Would you return every entry, exactly as it is written?

--------------------------------------------------

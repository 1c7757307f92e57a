//! `flowmend ask` / `flowmend visualize` — one-shot pipeline runs.

use flowmend_core::{AppStateInner, ReplyStatus, WorkflowReply};

fn init_tracing() {
    tracing_subscriber::fmt()
        .with_env_filter(
            tracing_subscriber::EnvFilter::try_from_default_env()
                .unwrap_or_else(|_| "flowmend_core=warn,flowmend_cli=info".into()),
        )
        .init();
}

fn print_reply(reply: &WorkflowReply) {
    match serde_json::to_string_pretty(reply) {
        Ok(json) => println!("{}", json),
        Err(_) => println!("{}", reply.message),
    }
    if reply.status == ReplyStatus::ClarificationNeeded {
        println!(
            "\nThe pipeline paused for clarification. Re-run with more detail in the query."
        );
    }
}

/// Run the full improvement pipeline for a query and print the reply.
pub async fn run_ask(query: &str, user_id: &str) -> Result<(), String> {
    init_tracing();
    let state = AppStateInner::from_env();

    let session_id = state.orchestrator.start_new_session(user_id).await;
    let reply = state
        .orchestrator
        .process_user_query(&session_id, query, None, None)
        .await
        .map_err(|e| e.to_string())?;

    print_reply(&reply);
    Ok(())
}

/// Run the visualize-only pipeline for a query and print the reply.
pub async fn run_visualize(query: &str, user_id: &str) -> Result<(), String> {
    init_tracing();
    let state = AppStateInner::from_env();

    let session_id = state.orchestrator.start_new_session(user_id).await;
    let reply = state
        .orchestrator
        .visualize_process_only(&session_id, query, None, None)
        .await
        .map_err(|e| e.to_string())?;

    print_reply(&reply);
    Ok(())
}
//! Visitor pattern for BSP tree traversal.
//!
//! Visitors allow custom processing of polygons during tree traversal
//! without coupling traversal logic to specific use cases.

use nalgebra::Point3;

use crate::{PointSide, Polygon};

use super::node::{grow, BspNode};

/// Visitor for processing polygons during BSP tree traversal.
///
/// Implement this trait to define custom behavior when traversing the tree,
/// such as painter's-algorithm rendering.
pub trait BspVisitor {
    /// Called for each group of coplanar polygons during traversal.
    ///
    /// The polygons passed to this method are all coplanar with each other
    /// and belong to the same BSP node.
    fn visit(&mut self, polygons: &[Polygon]);
}

impl BspNode {
    /// Traverses the tree back-to-front relative to the given viewpoint.
    ///
    /// The visitor is called once per non-empty node, farthest polygons
    /// first. This is the order the painter's algorithm draws in.
    pub fn traverse_back_to_front<V: BspVisitor>(&self, eye: &Point3<f64>, visitor: &mut V) {
        let Some(plane) = self.plane() else {
            return;
        };

        let (near, far) = if plane.classify_point(eye) == PointSide::Back {
            (self.back(), self.front())
        } else {
            (self.front(), self.back())
        };

        if let Some(child) = far {
            grow(|| child.traverse_back_to_front(eye, visitor));
        }
        if !self.polygons().is_empty() {
            visitor.visit(self.polygons());
        }
        if let Some(child) = near {
            grow(|| child.traverse_back_to_front(eye, visitor));
        }
    }
}
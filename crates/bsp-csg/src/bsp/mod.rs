//! Binary Space Partitioning tree for 3D polygon management.
//!
//! This module provides a BSP tree implementation that recursively partitions
//! 3D space using planes derived from input polygons. A tree built from the
//! faces of a closed mesh describes that mesh's volume, which is what the
//! Boolean operations on [`Solid`](crate::Solid) work on:
//!
//! - [`BspNode::clip_polygons`] / [`BspNode::clip_to`] cut away what lies inside another tree
//! - [`BspNode::invert`] turns a volume into its complement
//! - [`BspNode::build`] merges more polygons into an existing tree
//!
//! # Example
//!
//! ```ignore
//! use bsp_csg::bsp::{BspNode, BspVisitor};
//! use bsp_csg::Polygon;
//! use nalgebra::Point3;
//!
//! struct Count(usize);
//!
//! impl BspVisitor for Count {
//!     fn visit(&mut self, polygons: &[Polygon]) {
//!         self.0 += polygons.len();
//!     }
//! }
//!
//! let mut a = BspNode::from_polygons(/* faces of A */);
//! let b = BspNode::from_polygons(/* faces of B */);
//!
//! // Drop the parts of A's surface that are inside B
//! a.clip_to(&b);
//!
//! // Back-to-front order for painter's algorithm rendering
//! let mut count = Count(0);
//! a.traverse_back_to_front(&Point3::new(0.0, 0.0, 10.0), &mut count);
//! ```
//!
//! # Architecture
//!
//! - [`BspNode`]: A splitting plane, the polygons on it, and two owned subtrees
//! - [`BspVisitor`]: Visitor trait for custom traversal behavior

mod node;
mod visitor;

// Re-export main types
pub use node::BspNode;
pub use visitor::BspVisitor;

--------------------------------------------------

- _TASK ANSWER_:
repository 1c7757307f92e57a
//! `flowmend ask` / `flowmend visualize` — one-shot pipeline runs.

use flowmend_core::{AppStateInner, ReplyStatus, WorkflowReply};

fn init_tracing() {
    tracing_subscriber::fmt()
        .with_env_filter(
            tracing_subscriber::EnvFilter::try_from_default_env()
                .unwrap_or_else(|_| "flowmend_core=warn,flowmend_cli=info".into()),
        )
        .init();
}

fn print_reply(reply: &WorkflowReply) {
    match serde_json::to_string_pretty(reply) {
        Ok(json) => println!("{}", json),
        Err(_) => println!("{}", reply.message),
    }
    if reply.status == ReplyStatus::ClarificationNeeded {
        println!(
            "\nThe pipeline paused for clarification. Re-run with more detail in the query."
        );
    }
}

/// Run the full improvement pipeline for a query and print the reply.
pub async fn run_ask(query: &str, user_id: &str) -> Result<(), String> {
    init_tracing();
    let state = AppStateInner::from_env();

    let session_id = state.orchestrator.start_new_session(user_id).await;
    let reply = state
        .orchestrator
        .process_user_query(&session_id, query, None, None)
        .await
        .map_err(|e| e.to_string())?;

    print_reply(&reply);
    Ok(())
}

/// Run the visualize-only pipeline for a query and print the reply.
pub async fn run_visualize(query: &str, user_id: &str) -> Result<(), String> {
    init_tracing();
    let state = AppStateInner::from_env();

    let session_id = state.orchestrator.start_new_session(user_id).await;
    let reply = state
        .orchestrator
        .visualize_process_only(&session_id, query, None, None)
        .await
        .map_err(|e| e.to_string())?;

    print_reply(&reply);
    Ok(())
}
//! Visitor pattern for BSP tree traversal.
//!
//! Visitors allow custom processing of polygons during tree traversal
//! without coupling traversal logic to specific use cases.

use nalgebra::Point3;

use crate::{PointSide, Polygon};

use super::node::{grow, BspNode};

/// Visitor for processing polygons during BSP tree traversal.
///
/// Implement this trait to define custom behavior when traversing the tree,
/// such as painter's-algorithm rendering.
pub trait BspVisitor {
    /// Called for each group of coplanar polygons during traversal.
    ///
    /// The polygons passed to this method are all coplanar with each other
    /// and belong to the same BSP node.
    fn visit(&mut self, polygons: &[Polygon]);
}

impl BspNode {
    /// Traverses the tree back-to-front relative to the given viewpoint.
    ///
    /// The visitor is called once per non-empty node, farthest polygons
    /// first. This is the order the painter's algorithm draws in.
    pub fn traverse_back_to_front<V: BspVisitor>(&self, eye: &Point3<f64>, visitor: &mut V) {
        let Some(plane) = self.plane() else {
            return;
        };

        let (near, far) = if plane.classify_point(eye) == PointSide::Back {
            (self.back(), self.front())
        } else {
            (self.front(), self.back())
        };

        if let Some(child) = far {
            grow(|| child.traverse_back_to_front(eye, visitor));
        }
        if !self.polygons().is_empty() {
            visitor.visit(self.polygons());
        }
        if let Some(child) = near {
            grow(|| child.traverse_back_to_front(eye, visitor));
        }
    }
}
filename crates/bsp-csg/src/bsp/mod.rs
//! Binary Space Partitioning tree for 3D polygon management.
//!
//! This module provides a BSP tree implementation that recursively partitions
//! 3D space using planes derived from input polygons. A tree built from the
//! faces of a closed mesh describes that mesh's volume, which is what the
//! Boolean operations on [`Solid`](crate::Solid) work on:
//!
//! - [`BspNode::clip_polygons`] / [`BspNode::clip_to`] cut away what lies inside another tree
//! - [`BspNode::invert`] turns a volume into its complement
//! - [`BspNode::build`] merges more polygons into an existing tree
//!
//! # Example
//!
//! ```ignore
//! use bsp_csg::bsp::{BspNode, BspVisitor};
//! use bsp_csg::Polygon;
//! use nalgebra::Point3;
//!
//! struct Count(usize);
//!
//! impl BspVisitor for Count {
//!     fn visit(&mut self, polygons: &[Polygon]) {
//!         self.0 += polygons.len();
//!     }
//! }
//!
//! let mut a = BspNode::from_polygons(/* faces of A */);
//! let b = BspNode::from_polygons(/* faces of B */);
//!
//! // Drop the parts of A's surface that are inside B
//! a.clip_to(&b);
//!
//! // Back-to-front order for painter's algorithm rendering
//! let mut count = Count(0);
//! a.traverse_back_to_front(&Point3::new(0.0, 0.0, 10.0), &mut count);
//! ```
//!
//! # Architecture
//!
//! - [`BspNode`]: A splitting plane, the polygons on it, and two owned subtrees
//! - [`BspVisitor`]: Visitor trait for custom traversal behavior

mod node;
mod visitor;

// Re-export main types
pub use node::BspNode;
pub use visitor::BspVisitor;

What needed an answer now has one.